The Haṭha Ratnāvalī is a Haṭha yoga text written in the 17th century by Srinivasa. It is one of the first texts to name 84 asanas, earlier texts having claimed as many without naming them. It describes 36 asanas.

==Text==

It states (1.17-18) that asanas, breath retentions, and seals assist in Haṭha yoga. It mentions 8 purifications (shatkarmas), criticising the Hatha Yoga Pradipika for only describing 6 of these.

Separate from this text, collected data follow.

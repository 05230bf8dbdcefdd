//! The request gateway: one unit of work against a model backend.
//!
//! [`RequestGateway::send`] hides everything that makes backends unreliable
//! or heterogeneous from the agent loop:
//!
//! - transient failures and blank completions are retried with capped
//!   exponential backoff, sleeping in short ticks so cancellation is prompt
//! - a backend that ignores `tool_choice = required` is told again, up to the
//!   same attempt ceiling
//! - backends without native function calling get the tools described in
//!   text and answer with a JSON envelope that is decoded into tool calls
//! - every exchange is written to the audit log
//!
//! Expected failures come back as [`GatewayResult`] values.

use sleuth_config::AppConfig;
use sleuth_core::error::ProviderError;
use sleuth_core::event::{DomainEvent, EventBus};
use sleuth_core::message::Message;
use sleuth_core::provider::{
    ModelProfile, Provider, ProviderRequest, ResponseFormat, ToolChoice, Usage,
};
use sleuth_core::tool::ToolSpecification;
use sleuth_core::CancelFlag;
use std::sync::Arc;
use tracing::{debug, info, warn};

use crate::audit::AuditLogger;
use crate::backoff::{sleep_with_cancel, RetryPolicy};
use crate::emulation;
use crate::result::{GatewayError, GatewayResponse, GatewayResult};
use crate::stream::{self, StreamOutcome, TokenCallback};

/// Appended when a backend answers without calling a tool it was required to call.
pub const REINFORCEMENT: &str = "At least one tool execution request is REQUIRED. Please call a tool.";

enum Attempt {
    Response(GatewayResponse),
    Cancelled,
    Failed(ProviderError),
}

/// Cloneable handle; clones share the provider, audit log, event bus and cancel flag.
#[derive(Clone)]
pub struct RequestGateway {
    provider: Arc<dyn Provider>,
    policy: RetryPolicy,
    audit: Arc<AuditLogger>,
    events: Arc<EventBus>,
    cancel: CancelFlag,
    on_token: Option<TokenCallback>,
    temperature: f32,
    max_tokens: Option<u32>,
}

impl std::fmt::Debug for RequestGateway {
    fn fmt(&self, f: &mut std::fmt::Formatter<'_>) -> std::fmt::Result {
        f.debug_struct("RequestGateway")
            .field("provider", &self.provider.name())
            .field("policy", &self.policy)
            .field("echo", &self.on_token.is_some())
            .finish()
    }
}

impl RequestGateway {
    pub fn new(provider: Arc<dyn Provider>) -> Self {
        Self {
            provider,
            policy: RetryPolicy::default(),
            audit: Arc::new(AuditLogger::disabled()),
            events: Arc::new(EventBus::default()),
            cancel: CancelFlag::new(),
            on_token: None,
            temperature: 0.0,
            max_tokens: None,
        }
    }

    /// A gateway with retry policy, sampling and audit log taken from `config`.
    pub fn from_config(provider: Arc<dyn Provider>, config: &AppConfig) -> Self {
        let audit = match config.gateway.audit_path() {
            Some(path) => {
                debug!(path = %path.display(), "Auditing model exchanges");
                AuditLogger::to_file(path)
            }
            None => AuditLogger::disabled(),
        };
        Self::new(provider)
            .with_policy(RetryPolicy::from_config(&config.gateway))
            .with_audit(Arc::new(audit))
            .with_temperature(config.temperature)
            .with_max_tokens(config.max_tokens)
    }

    pub fn with_policy(mut self, policy: RetryPolicy) -> Self {
        self.policy = policy;
        self
    }

    pub fn with_audit(mut self, audit: Arc<AuditLogger>) -> Self {
        self.audit = audit;
        self
    }

    pub fn with_events(mut self, events: Arc<EventBus>) -> Self {
        self.events = events;
        self
    }

    pub fn with_cancel(mut self, cancel: CancelFlag) -> Self {
        self.cancel = cancel;
        self
    }

    /// Echo completion text as it streams in.
    pub fn with_token_callback(mut self, callback: TokenCallback) -> Self {
        self.on_token = Some(callback);
        self
    }

    pub fn with_temperature(mut self, temperature: f32) -> Self {
        self.temperature = temperature;
        self
    }

    pub fn with_max_tokens(mut self, max_tokens: Option<u32>) -> Self {
        self.max_tokens = max_tokens;
        self
    }

    /// A clone that does not echo tokens, for background work.
    pub fn without_echo(&self) -> Self {
        let mut quiet = self.clone();
        quiet.on_token = None;
        quiet
    }

    pub fn cancel_flag(&self) -> &CancelFlag {
        &self.cancel
    }

    pub fn events(&self) -> &Arc<EventBus> {
        &self.events
    }

    pub fn policy(&self) -> &RetryPolicy {
        &self.policy
    }

    /// Send `messages` to `model`, offering `tools` under `choice`.
    pub async fn send(
        &self,
        model: &ModelProfile,
        messages: &[Message],
        tools: &[ToolSpecification],
        choice: ToolChoice,
    ) -> GatewayResult {
        if self.cancel.is_cancelled() {
            return GatewayResult::Cancelled;
        }

        let emulate = !tools.is_empty() && !model.native_tools;
        let mut conversation = if emulate || tools.is_empty() {
            emulation::fold_tool_history(messages)
        } else {
            messages.to_vec()
        };
        if emulate && !emulation::instructions_present(&conversation) {
            emulation::inject_instructions(&mut conversation, tools);
        }
        let enforce = choice == ToolChoice::Required && !tools.is_empty();

        let mut usage = Usage::default();
        let mut last_toolless: Option<GatewayResponse> = None;
        for enforcement in 1..=self.policy.max_attempts {
            let request = self.build_request(model, conversation.clone(), tools, choice, emulate);
            let (mut response, envelope_error) = match self.send_with_retry(request, !emulate).await {
                GatewayResult::Response(response) if emulate => decode_emulated(response),
                GatewayResult::Response(response) => (response, None),
                other => return other,
            };
            if let Some(u) = &response.usage {
                usage.accumulate(u);
            }

            if !enforce || !response.tool_calls.is_empty() {
                response.usage = Some(usage);
                return GatewayResult::Response(response);
            }

            info!(
                attempt = enforcement,
                max_attempts = self.policy.max_attempts,
                "Backend ignored required tool choice; reinforcing"
            );
            self.events.publish(DomainEvent::system("Enforcing tool selection"));
            if !response.text.trim().is_empty() {
                conversation.push(Message::assistant(response.text.clone()));
            }
            let reinforcement = if emulate {
                emulation::retry_feedback(envelope_error.as_ref())
            } else {
                REINFORCEMENT.to_string()
            };
            conversation.push(Message::user(reinforcement));
            last_toolless = Some(response);
        }

        match last_toolless {
            Some(mut response) => {
                warn!("Backend never produced a tool call; returning its last reply");
                response.usage = Some(usage);
                GatewayResult::Response(response)
            }
            None => GatewayResult::Error(GatewayError::Exhausted {
                attempts: self.policy.max_attempts,
                last: None,
            }),
        }
    }

    fn build_request(
        &self,
        model: &ModelProfile,
        messages: Vec<Message>,
        tools: &[ToolSpecification],
        choice: ToolChoice,
        emulate: bool,
    ) -> ProviderRequest {
        let mut request = ProviderRequest::new(model.name.clone(), messages);
        request.temperature = self.temperature;
        request.max_tokens = self.max_tokens;
        request.stream = true;
        if emulate {
            request.response_format = ResponseFormat::JsonObject;
        } else if !tools.is_empty() {
            request.tools = tools.to_vec();
            request.tool_choice = choice;
            request.parallel_tool_calls = model.parallel_tool_calls;
        }
        request
    }

    /// Retry one request until it produces a non-blank response.
    async fn send_with_retry(&self, request: ProviderRequest, echo: bool) -> GatewayResult {
        let max_attempts = self.policy.max_attempts;
        let mut last_error: Option<ProviderError> = None;

        for attempt in 1..=max_attempts {
            if self.cancel.is_cancelled() {
                self.audit.cancelled();
                return GatewayResult::Cancelled;
            }

            self.audit.request(&request);
            let reason = match self.attempt_once(request.clone(), echo).await {
                Attempt::Response(response) if !response.is_blank() => {
                    self.audit.response(&response);
                    if let Some(usage) = &response.usage {
                        self.audit.cache_usage(usage);
                    }
                    self.events.publish(DomainEvent::ResponseGenerated {
                        model: request.model.clone(),
                        tokens_used: response.usage.as_ref().map_or(0, |u| u.total_tokens),
                        timestamp: chrono::Utc::now(),
                    });
                    return GatewayResult::Response(response);
                }
                Attempt::Response(_) => {
                    self.audit.error(&"Empty response");
                    "empty response".to_string()
                }
                Attempt::Cancelled => {
                    self.audit.cancelled();
                    return GatewayResult::Cancelled;
                }
                Attempt::Failed(e) => {
                    self.audit.error(&e);
                    if !e.is_retryable() {
                        warn!(error = %e, "Request rejected; not retrying");
                        return GatewayResult::Error(GatewayError::NonRetryable(e));
                    }
                    let reason = e.to_string();
                    last_error = Some(e);
                    reason
                }
            };

            if attempt == max_attempts {
                break;
            }
            let backoff = self.policy.backoff_for(attempt);
            warn!(
                attempt,
                max_attempts,
                backoff_secs = backoff.as_secs(),
                reason = %reason,
                "Model request failed; retrying"
            );
            self.events.publish(DomainEvent::RetryScheduled {
                attempt,
                max_attempts,
                backoff_secs: backoff.as_secs(),
                reason,
                timestamp: chrono::Utc::now(),
            });
            if !sleep_with_cancel(backoff, self.policy.tick, &self.cancel).await {
                self.audit.cancelled();
                return GatewayResult::Cancelled;
            }
        }

        GatewayResult::Error(GatewayError::Exhausted {
            attempts: max_attempts,
            last: last_error,
        })
    }

    async fn attempt_once(&self, request: ProviderRequest, echo: bool) -> Attempt {
        let opened = tokio::select! {
            biased;
            _ = self.cancel.cancelled() => return Attempt::Cancelled,
            opened = self.provider.stream(request) => opened,
        };
        let rx = match opened {
            Ok(rx) => rx,
            Err(e) => return Attempt::Failed(e),
        };
        let on_token = if echo { self.on_token.as_ref() } else { None };
        match stream::collect(rx, &self.cancel, on_token).await {
            StreamOutcome::Completed(c) => Attempt::Response(GatewayResponse {
                text: c.text,
                tool_calls: c.tool_calls,
                usage: c.usage,
            }),
            StreamOutcome::Cancelled => Attempt::Cancelled,
            StreamOutcome::Failed(e) => Attempt::Failed(e),
        }
    }
}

It is one of the earliest texts (the other being the unpublished Yogacintāmaṇi) actually to name 84 asanas, earlier manuscripts having simply claimed that 84 (Note: The number 84 is symbolic not literal: it is the product of 7, the number of planets in astrology, and 12, the number of signs of the zodiac, while in numerology, 84=(3+4)×(3×4).) or 8,400,000 asanas existed. The 84 asanas listed (HR 3.7-20) include several variations of Padmasana and Mayurasana, Gomukhasana, Bhairavasana, Matsyendrasana, Kurmasana, Kraunchasana, Mandukasana, Yoganidrasana, and many names now not in wide usage; it provides descriptions of 36 of these asanas.

==Sources==

- Mallinson, James (2017). "Roots of Yoga"
- Srinivasa (2003). "Haṭharatnāvalī (a treatise on Haṭhayoga) of Śrīnivāsayogi"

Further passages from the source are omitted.